E si arriva così ai giorni nostri. La campagna del due per mille sembra che possa andare un po’ meglio del previsto, tanto da consentire una boccata d’ossigeno. Ma in attesa che queste risorse vengano accreditate, in totale mancanza di liquidità, il partito ha dovuto rinviare il pagamento delle tredicesime, nonostante, in situazione di cassa integrazione, fosse una spesa molto meno onerosa del normale.
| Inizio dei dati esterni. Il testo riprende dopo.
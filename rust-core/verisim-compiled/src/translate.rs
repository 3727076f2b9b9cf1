// SPDX-License-Identifier: PMPL-1.0-or-later
//! Expression translation.
//!
//! The [`ExpressionTranslator`] trait is the seam to the query dialect.
//! [`SqlTranslator`] renders the PostgreSQL JSONB dialect the document layer
//! speaks:
//!
//! ```text
//! select d.data from public.vs_doc_user as d where d.data ->> 'UserName' = :p0 LIMIT :p1
//! ```
//!
//! Every operand becomes a named `:pN` slot, literals included, so command
//! text depends only on the expression's shape.

use std::sync::Arc;

use thiserror::Error;

use crate::command::{
    CommandShape, Condition, ParamType, ParamValue, ParameterSlot, RawLayout, ResultShape,
    Selection, SlotSource, SortKey, Statement,
};
use crate::expr::{FieldPath, JsonTerminal, Operand, Predicate, Projection, QueryExpression, Terminal};

/// Translator output: command shape plus declared result handling.
#[derive(Debug, Clone, PartialEq)]
pub struct TranslatedCommand {
    pub command: CommandShape,
    pub shape: ResultShape,
}

/// Declared type information about one template member.
#[derive(Debug, Clone, PartialEq)]
pub struct TemplateMember {
    pub name: String,
    pub param_type: ParamType,
}

/// The translator could not render an expression.
#[derive(Error, Debug, Clone, PartialEq)]
#[error("{0}")]
pub struct TranslateError(pub String);

/// Turns a query expression into an executable command shape.
pub trait ExpressionTranslator: Send + Sync {
    fn translate(
        &self,
        expression: &QueryExpression,
        members: &[TemplateMember],
    ) -> Result<TranslatedCommand, TranslateError>;
}

// ---------------------------------------------------------------------------
// SqlTranslator
// ---------------------------------------------------------------------------

/// Renders expressions into JSONB-document SQL.
#[derive(Debug, Clone)]
pub struct SqlTranslator {
    schema: String,
    table_prefix: String,
}

impl SqlTranslator {
    pub fn new(schema: impl Into<String>, table_prefix: impl Into<String>) -> Self {
        Self {
            schema: schema.into(),
            table_prefix: table_prefix.into(),
        }
    }

    /// Qualified table for a collection (`public.vs_doc_user`).
    pub fn table_name(&self, collection: &str) -> String {
        format!("{}.{}{}", self.schema, self.table_prefix, collection)
    }
}

impl Default for SqlTranslator {
    fn default() -> Self {
        Self::new("public", "vs_doc_")
    }
}

impl ExpressionTranslator for SqlTranslator {
    fn translate(
        &self,
        expression: &QueryExpression,
        members: &[TemplateMember],
    ) -> Result<TranslatedCommand, TranslateError> {
        check_identifier(expression.collection, "collection name")?;

        let mut render = Render {
            members,
            slots: Vec::new(),
        };

        let (shape, limit) = shape_of(expression.terminal);
        let selection = selection_of(expression)?;
        let aggregate = matches!(selection, Selection::Count | Selection::Exists);
        if aggregate && !expression.order_by.is_empty() {
            return Err(TranslateError(
                "ordering cannot be combined with count or any".to_string(),
            ));
        }

        let table = self.table_name(expression.collection);
        let mut text = format!("select {} from {} as d", render_selection(&selection), table);

        let filter = match expression.filters.len() {
            0 => None,
            1 => Some(render.condition(&expression.filters[0])?),
            _ => Some(Condition::And(
                expression
                    .filters
                    .iter()
                    .map(|p| render.condition(p))
                    .collect::<Result<Vec<_>, _>>()?,
            )),
        };
        if let Some(condition) = &filter {
            text.push_str(" where ");
            text.push_str(&render_condition(condition, &render.slots, true));
        }

        let mut order_by = Vec::with_capacity(expression.order_by.len());
        for (i, order) in expression.order_by.iter().enumerate() {
            check_path(&order.path)?;
            text.push_str(if i == 0 { " order by " } else { ", " });
            text.push_str(&json_locator(&order.path, true));
            if order.descending {
                text.push_str(" desc");
            }
            order_by.push(SortKey {
                path: order.path.clone(),
                descending: order.descending,
            });
        }

        let limit_slot = limit.map(|rows| {
            let slot = render.constant(ParamValue::Int(rows));
            text.push_str(&format!(" LIMIT :{}", render.slots[slot].name));
            slot
        });

        Ok(TranslatedCommand {
            command: CommandShape {
                text,
                slots: render.slots,
                statement: Arc::new(Statement {
                    collection: expression.collection.to_string(),
                    table,
                    selection,
                    filter,
                    order_by,
                    limit_slot,
                }),
            },
            shape,
        })
    }
}

/// Result shape and row limit implied by a terminal. Unique terminals fetch
/// two rows so that a second match can be detected.
fn shape_of(terminal: Terminal) -> (ResultShape, Option<i64>) {
    match terminal {
        Terminal::First => (ResultShape::SingleRequired { unique: false }, Some(1)),
        Terminal::FirstOrDefault => (ResultShape::SingleOptional { unique: false }, Some(1)),
        Terminal::Single => (ResultShape::SingleRequired { unique: true }, Some(2)),
        Terminal::SingleOrDefault => (ResultShape::SingleOptional { unique: true }, Some(2)),
        Terminal::ToList => (ResultShape::List, None),
        Terminal::Count | Terminal::Any => (ResultShape::Scalar, None),
        Terminal::Json(json) => {
            let single = |required, unique| {
                ResultShape::RawSerialized(RawLayout::Single { required, unique })
            };
            match json {
                JsonTerminal::First => (single(true, false), Some(1)),
                JsonTerminal::FirstOrDefault => (single(false, false), Some(1)),
                JsonTerminal::Single => (single(true, true), Some(2)),
                JsonTerminal::SingleOrDefault => (single(false, true), Some(2)),
                JsonTerminal::Array => (ResultShape::RawSerialized(RawLayout::Array), None),
            }
        }
    }
}

fn selection_of(expression: &QueryExpression) -> Result<Selection, TranslateError> {
    match expression.terminal {
        Terminal::Count => return Ok(Selection::Count),
        Terminal::Any => return Ok(Selection::Exists),
        _ => {}
    }
    match &expression.projection {
        Projection::Document => Ok(Selection::Document),
        Projection::Field(path) => {
            check_path(path)?;
            Ok(Selection::Field(path.clone()))
        }
        Projection::Object(fields) => {
            if fields.is_empty() {
                return Err(TranslateError("projection selects no fields".to_string()));
            }
            for (alias, path) in fields {
                check_identifier(alias, "projection alias")?;
                check_path(path)?;
            }
            Ok(Selection::Object(fields.clone()))
        }
    }
}

fn render_selection(selection: &Selection) -> String {
    match selection {
        Selection::Document => "d.data".to_string(),
        Selection::Field(path) => json_locator(path, false),
        Selection::Object(fields) => {
            let args: Vec<String> = fields
                .iter()
                .map(|(alias, path)| format!("'{}', {}", alias, json_locator(path, false)))
                .collect();
            format!("jsonb_build_object({})", args.join(", "))
        }
        Selection::Count => "count(*)".to_string(),
        Selection::Exists => "count(*) > 0".to_string(),
    }
}

/// `d.data -> 'Address' ->> 'City'`; `as_text` picks `->>` for the last step.
fn json_locator(path: &FieldPath, as_text: bool) -> String {
    let segments = path.segments();
    let mut out = String::from("d.data");
    for (i, segment) in segments.iter().enumerate() {
        let arrow = if as_text && i + 1 == segments.len() { "->>" } else { "->" };
        out.push_str(&format!(" {} '{}'", arrow, segment));
    }
    out
}

fn check_identifier(name: &str, what: &str) -> Result<(), TranslateError> {
    let valid = !name.is_empty()
        && name.chars().all(|c| c.is_alphanumeric() || c == '_')
        && !name.starts_with(|c: char| c.is_ascii_digit());
    if valid {
        Ok(())
    } else {
        Err(TranslateError(format!("{} {:?} is not a plain identifier", what, name)))
    }
}

fn check_path(path: &FieldPath) -> Result<(), TranslateError> {
    path.segments()
        .iter()
        .try_for_each(|segment| check_identifier(segment, "field path segment"))
}

struct Render<'a> {
    members: &'a [TemplateMember],
    slots: Vec<ParameterSlot>,
}

impl Render<'_> {
    fn push(&mut self, param_type: ParamType, source: SlotSource) -> usize {
        let position = self.slots.len();
        self.slots.push(ParameterSlot {
            name: format!("p{}", position),
            position,
            param_type,
            source,
        });
        position
    }

    fn constant(&mut self, value: ParamValue) -> usize {
        self.push(value.param_type(), SlotSource::Constant(value))
    }

    fn operand(&mut self, operand: &Operand) -> usize {
        match operand {
            Operand::Literal(value) => self.constant(value.clone()),
            Operand::Member(name) => {
                let param_type = self
                    .members
                    .iter()
                    .find(|m| &m.name == name)
                    .map(|m| m.param_type)
                    .unwrap_or(ParamType::Unknown);
                self.push(param_type, SlotSource::Member(name.clone()))
            }
        }
    }

    fn condition(&mut self, predicate: &Predicate) -> Result<Condition, TranslateError> {
        Ok(match predicate {
            Predicate::Compare { path, op, operand } => {
                check_path(path)?;
                Condition::Compare {
                    path: path.clone(),
                    op: *op,
                    slot: self.operand(operand),
                }
            }
            Predicate::In { path, operands } => {
                check_path(path)?;
                if operands.is_empty() {
                    return Err(TranslateError(format!("empty IN list on {}", path)));
                }
                Condition::In {
                    path: path.clone(),
                    slots: operands.iter().map(|o| self.operand(o)).collect(),
                }
            }
            Predicate::IsNull(path) => {
                check_path(path)?;
                Condition::IsNull(path.clone())
            }
            Predicate::IsNotNull(path) => {
                check_path(path)?;
                Condition::IsNotNull(path.clone())
            }
            Predicate::And(terms) => Condition::And(self.terms("and", terms)?),
            Predicate::Or(terms) => Condition::Or(self.terms("or", terms)?),
            Predicate::Not(inner) => Condition::Not(Box::new(self.condition(inner)?)),
        })
    }

    fn terms(
        &mut self,
        connective: &str,
        terms: &[Predicate],
    ) -> Result<Vec<Condition>, TranslateError> {
        if terms.is_empty() {
            return Err(TranslateError(format!("empty {} predicate", connective)));
        }
        terms.iter().map(|t| self.condition(t)).collect()
    }
}

fn render_condition(condition: &Condition, slots: &[ParameterSlot], top: bool) -> String {
    match condition {
        Condition::Compare { path, op, slot } => format!(
            "{} {} :{}",
            json_locator(path, true),
            op.symbol(),
            slots[*slot].name
        ),
        Condition::In { path, slots: members } => {
            let names: Vec<String> = members.iter().map(|s| format!(":{}", slots[*s].name)).collect();
            format!("{} in ({})", json_locator(path, true), names.join(", "))
        }
        Condition::IsNull(path) => format!("{} is null", json_locator(path, true)),
        Condition::IsNotNull(path) => format!("{} is not null", json_locator(path, true)),
        Condition::And(terms) | Condition::Or(terms) => {
            let joiner = if matches!(condition, Condition::And(_)) { " and " } else { " or " };
            let parts: Vec<String> = terms
                .iter()
                .map(|t| render_condition(t, slots, false))
                .collect();
            let joined = parts.join(joiner);
            if top && matches!(condition, Condition::And(_)) {
                joined
            } else {
                format!("({})", joined)
            }
        }
        Condition::Not(inner) => format!("not ({})", render_condition(inner, slots, true)),
    }
}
Ora, dal 3 marzo 2018 la patata bollente passerà nelle mani del nuovo segretario e, molto probabilmente, anche di un nuovo tesoriere, visto che Bonifazi nel frattempo è finito sotto indagine nella vicenda Parnasi. I dipendenti hanno da poco diffuso un comunicato in cui fanno appello a tutti i candidati segretari affinché si prendano in carico la situazione. Ma Zingaretti, Martina o chicchessia, dovranno continuare a risparmiare per sopravvivere. Per renderne sostenibili i costi, la struttura deve essere tagliata di circa due terzi del personale. Forse, con uno sforzo organizzativo ed economico, si può arrivare a salvarne al massimo la metà. Ma significa che almeno 90 dovranno essere licenziati. E le prospettive per il futuro sono tutt’altro rosee. A meno che, ma con i Cinque Stelle al governo appare molto difficile, non si decida di rimettere mano al sistema di finanziamento ai partiti. Cosa che, dicono al Nazareno e non solo, farebbe molto comodo alla Lega, che deve 49 milioni di euro allo Stato, e pure a Forza Italia, dopo che Berlusconi ha chiuso i rubinetti.